3.Creating a Successional Salty Agriculture System with the wetland transformation over time
As the impact of SLR on coastal environment is an ever-change process, the fixed agricultural landscape planning is difficult to respond to coastal changes to survive and keep working in the future. The concrete coastal hard engineering infrastructures block the dynamic connection between landscape system and marine environment, and simultaneously with greater risk leading to increasing losses. Inspired by the strong adaptative capacity of wetlands to transform under SLR, the design hence improve the ability of transformation to provide agriculture with a motive force compatible with SLR. This coastal wetland-driven agriculture model would turn the risk of inundation to opportunities for future production. With sea level rising, successional salty agriculture model can create new value of agriculture, ecology and social culture by forming various agricultural systems, each of which has roles to perform and benefits each other within different submerging regions.

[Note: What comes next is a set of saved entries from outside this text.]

//! Folding control-group contributions into the search state.

use std::sync::Arc;

use tokio::sync::watch;
use tracing::{debug, trace};

use crate::core::filters::Filter;
use crate::core::state_update::combine_filters;
use crate::core::types::{EsqlVariable, TimeSlice};
use crate::reactive::{Subscription, SwitchedReceiver};
use crate::services::ControlGroupApi;

use super::SearchCells;

type ControlGroupHandle = Option<Arc<dyn ControlGroupApi>>;

struct Followed {
    filters: SwitchedReceiver<Option<Vec<Filter>>>,
    time_slice: SwitchedReceiver<Option<TimeSlice>>,
    esql_variables: SwitchedReceiver<Vec<EsqlVariable>>,
}

impl Followed {
    fn new(handle: &ControlGroupHandle) -> Self {
        Self {
            filters: SwitchedReceiver::new(handle.as_ref().map(|api| api.filters())),
            time_slice: SwitchedReceiver::new(handle.as_ref().map(|api| api.time_slice())),
            esql_variables: SwitchedReceiver::new(handle.as_ref().map(|api| api.esql_variables())),
        }
    }

    fn switch(&mut self, handle: &ControlGroupHandle) {
        self.filters.switch(handle.as_ref().map(|api| api.filters()));
        self.time_slice.switch(handle.as_ref().map(|api| api.time_slice()));
        self.esql_variables
            .switch(handle.as_ref().map(|api| api.esql_variables()));
    }

    fn control_filters(&self) -> Option<Vec<Filter>> {
        self.filters.current().flatten()
    }
}

fn refold_filters(cells: &SearchCells, followed: &Followed) {
    let control = followed.control_filters();
    let combined = cells
        .local_filters
        .with(|local| combine_filters(local.as_deref(), control.as_deref()));
    if cells.filters.set(combined) {
        trace!("combined filters changed");
    }
}

/// Keep the combined filters, time slice, and ES|QL variables in step with
/// the local filters and whichever control group is current.
///
/// The current values are applied before returning; later changes are handled
/// by the returned subscription.
pub(super) fn fold(
    cells: &SearchCells,
    mut control_group: watch::Receiver<ControlGroupHandle>,
) -> Subscription {
    let handle = control_group.borrow_and_update().clone();
    let mut followed = Followed::new(&handle);
    let mut local = cells.local_filters.subscribe();

    refold_filters(cells, &followed);
    cells.time_slice.set(followed.time_slice.current().flatten());
    cells
        .esql_variables
        .set(followed.esql_variables.current().unwrap_or_default());

    let cells = cells.clone();
    Subscription::spawn(async move {
        let mut outer_open = true;
        loop {
            tokio::select! {
                changed = control_group.changed(), if outer_open => {
                    if changed.is_err() {
                        // Keep following the last control group.
                        outer_open = false;
                        continue;
                    }
                    let handle = control_group.borrow_and_update().clone();
                    debug!(present = handle.is_some(), "control group switched");
                    followed.switch(&handle);
                    refold_filters(&cells, &followed);
                    cells.time_slice.set(followed.time_slice.current().flatten());
                    cells
                        .esql_variables
                        .replace(followed.esql_variables.current().unwrap_or_default());
                }
                changed = local.changed() => {
                    if changed.is_err() {
                        break;
                    }
                    local.borrow_and_update();
                    refold_filters(&cells, &followed);
                }
                () = followed.filters.changed() => refold_filters(&cells, &followed),
                () = followed.time_slice.changed() => {
                    cells.time_slice.set(followed.time_slice.current().flatten());
                }
                () = followed.esql_variables.changed() => {
                    cells
                        .esql_variables
                        .replace(followed.esql_variables.current().unwrap_or_default());
                }
            }
        }
    })
}

#[cfg(test)]
mod tests {
    use super::*;
    use crate::core::filters::FilterMeta;
    use crate::core::types::{EsqlValue, EsqlVariableType, SearchState};
    use crate::services::memory::MemoryControlGroup;
    use std::time::Duration;

    fn filter(key: &str) -> Filter {
        Filter {
            meta: FilterMeta {
                key: Some(key.to_string()),
                ..FilterMeta::default()
            },
            ..Filter::default()
        }
    }

    fn cells_with(local: Option<Vec<Filter>>) -> SearchCells {
        SearchCells::new(&SearchState {
            filters: local,
            ..SearchState::default()
        })
    }

    async fn settle() {
        tokio::time::sleep(Duration::from_millis(1)).await;
    }

    #[tokio::test(start_paused = true)]
    async fn current_control_group_is_applied_before_returning() {
        let group = MemoryControlGroup::new();
        group.set_filters(Some(vec![filter("control")]));
        group.set_time_slice(Some(TimeSlice(10, 20)));
        let handle: ControlGroupHandle = Some(Arc::new(group));
        let (_tx, rx) = watch::channel(handle);

        let cells = cells_with(Some(vec![filter("local")]));
        let _sub = fold(&cells, rx);

        assert_eq!(cells.filters.get(), vec![filter("local"), filter("control")]);
        assert_eq!(cells.time_slice.get(), Some(TimeSlice(10, 20)));
    }

    #[tokio::test(start_paused = true)]
    async fn switching_control_groups_follows_the_latest() {
        let first = MemoryControlGroup::new();
        first.set_filters(Some(vec![filter("first")]));
        let second = MemoryControlGroup::new();
        second.set_filters(Some(vec![filter("second")]));
        second.set_esql_variables(vec![EsqlVariable {
            key: "interval".to_string(),
            value: EsqlValue::Text("1h".to_string()),
            kind: EsqlVariableType::TimeLiteral,
        }]);

        let (tx, rx) = watch::channel::<ControlGroupHandle>(None);
        let cells = cells_with(None);
        let _sub = fold(&cells, rx);
        assert!(cells.filters.get().is_empty());

        tx.send_replace(Some(Arc::new(first.clone())));
        settle().await;
        assert_eq!(cells.filters.get(), vec![filter("first")]);

        tx.send_replace(Some(Arc::new(second)));
        settle().await;
        assert_eq!(cells.filters.get(), vec![filter("second")]);
        assert_eq!(cells.esql_variables.get().len(), 1);

        // The previous control group no longer contributes.
        first.set_filters(Some(vec![filter("stale")]));
        settle().await;
        assert_eq!(cells.filters.get(), vec![filter("second")]);

        tx.send_replace(None);
        settle().await;
        assert!(cells.filters.get().is_empty());
        assert!(cells.esql_variables.get().is_empty());
    }

    #[tokio::test(start_paused = true)]
    async fn same_tick_changes_emit_one_combined_value() {
        let group = MemoryControlGroup::new();
        let handle: ControlGroupHandle = Some(Arc::new(group.clone()));
        let (_tx, rx) = watch::channel(handle);
        let cells = cells_with(None);
        let _sub = fold(&cells, rx);
        let mut combined = cells.filters.subscribe();

        cells.local_filters.set(Some(vec![filter("local")]));
        group.set_filters(Some(vec![filter("control")]));
        settle().await;

        assert!(combined.has_changed().expect("open"));
        assert_eq!(
            *combined.borrow_and_update(),
            vec![filter("local"), filter("control")]
        );
        settle().await;
        assert!(!combined.has_changed().expect("open"));
    }

    #[tokio::test(start_paused = true)]
    async fn equal_time_slice_does_not_notify() {
        let group = MemoryControlGroup::new();
        group.set_time_slice(Some(TimeSlice(1, 2)));
        let handle: ControlGroupHandle = Some(Arc::new(group.clone()));
        let (_tx, rx) = watch::channel(handle);
        let cells = cells_with(None);
        let _sub = fold(&cells, rx);
        let slice = cells.time_slice.subscribe();

        group.set_time_slice(Some(TimeSlice(1, 2)));
        settle().await;
        assert!(!slice.has_changed().expect("open"));
    }
}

Based on traditional wetland reclamation agriculture model and the basic recommendations proposed in dynamic analysis, three key strategies are proposed to create the successional salty agriculture:
- Strategy A: land forming by natural sediment management
- a1) retreating existing farmlands to introduce sedimentation from the Pearl River into the existing agricultural region as sea level rising by disassembling the ridges;
- a2) accelerating the siltation of tidal flat by intercepting silt with artificial barriers and the roots of wetland;
- Strategy B: growing by wetland succession
- b1) building the frameworks of planting unit on the inundated tidal flats to replace them with salt marsh;
- b2) based on the frameworks of planting unit, establishing mangrove planting areas within saltmarsh after salt marsh has silted up to a sufficient height, and gradually replacing salt marsh in the high intertidal zone by limiting the photosynthesis of the spartina with mangrove canopy width, remaining the spartina that grows within the deeper inundated areas;
- Strategy C: farming by rotational aquaculture
- c1) reconstructing the frameworks of planting unit into the floating working platforms to harvest the salt marsh growing on the tidal flats for biogas power generation, pharmaceutical industry and feed production, and running aquaculture on the tidal flats where the salt marsh has been harvested; then, harvesting the salt marsh until it grows up again; repeating the above cycle to form a rotation of aquaculture and harvest;
- c2) forming the rotation of fishery and mangrove maintaining by developing fishery based on the shelter and nourishment provided by mangrove habitats, and implementing a seasonal fishing ban to scheduling researchers to maintain and study on wetlands;
- c3) emerging the tourism into the cycles of the various agricultural activities, and utilizing the floating working platforms as accommodations for visitors.
According to the above strategies, the existing agriculture would be transformed by taking following phases:
- phase 1: toward the tidal flat aquaculture in 2030 when sea level rise by 0.2m;
- phase 2: toward the rotational salt marsh aquaculture in 2050 when sea level rise by 0.5m;
- phase 3: toward the mix rotation of mangrove and saltmarsh agriculture in 2100 when sea level rise by 1m.